- _Task brief_
Transcribe all of the data, leaving nothing out and changing nothing.

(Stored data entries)
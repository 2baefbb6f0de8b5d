use std::path::PathBuf;

use thiserror::Error;

/// Rejected configuration. Nothing is started when one of these is returned.
#[derive(Debug, Error)]
pub enum ConfigError {
    #[error("host list is empty")]
    NoHosts,

    #[error("host entry {index} is blank")]
    BlankHost { index: usize },

    #[error("{field} must be greater than zero")]
    NotPositive { field: &'static str },

    #[error("failed to read config file {path}: {source}")]
    Read {
        path: PathBuf,
        #[source]
        source: std::io::Error,
    },

    #[error("failed to parse config file {path}: {source}")]
    Parse {
        path: PathBuf,
        #[source]
        source: serde_json::Error,
    },
}

/// Local failure that prevents a host from being probed at all.
#[derive(Debug, Clone, PartialEq, Eq, Error)]
pub enum ProbeError {
    #[error("could not resolve {host}: {reason}")]
    Resolve { host: String, reason: String },

    #[error("permission denied opening ICMP socket: {0}")]
    Permission(String),

    #[error("socket error: {0}")]
    Socket(String),
}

- _Answer to this task_
repository 2baefbb6f0de8b5d
use std::path::PathBuf;

use thiserror::Error;

/// Rejected configuration. Nothing is started when one of these is returned.
#[derive(Debug, Error)]
pub enum ConfigError {
    #[error("host list is empty")]
    NoHosts,

    #[error("host entry {index} is blank")]
    BlankHost { index: usize },

    #[error("{field} must be greater than zero")]
    NotPositive { field: &'static str },

    #[error("failed to read config file {path}: {source}")]
    Read {
        path: PathBuf,
        #[source]
        source: std::io::Error,
    },

    #[error("failed to parse config file {path}: {source}")]
    Parse {
        path: PathBuf,
        #[source]
        source: serde_json::Error,
    },
}

/// Local failure that prevents a host from being probed at all.
#[derive(Debug, Clone, PartialEq, Eq, Error)]
pub enum ProbeError {
    #[error("could not resolve {host}: {reason}")]
    Resolve { host: String, reason: String },

    #[error("permission denied opening ICMP socket: {0}")]
    Permission(String),

    #[error("socket error: {0}")]
    Socket(String),
}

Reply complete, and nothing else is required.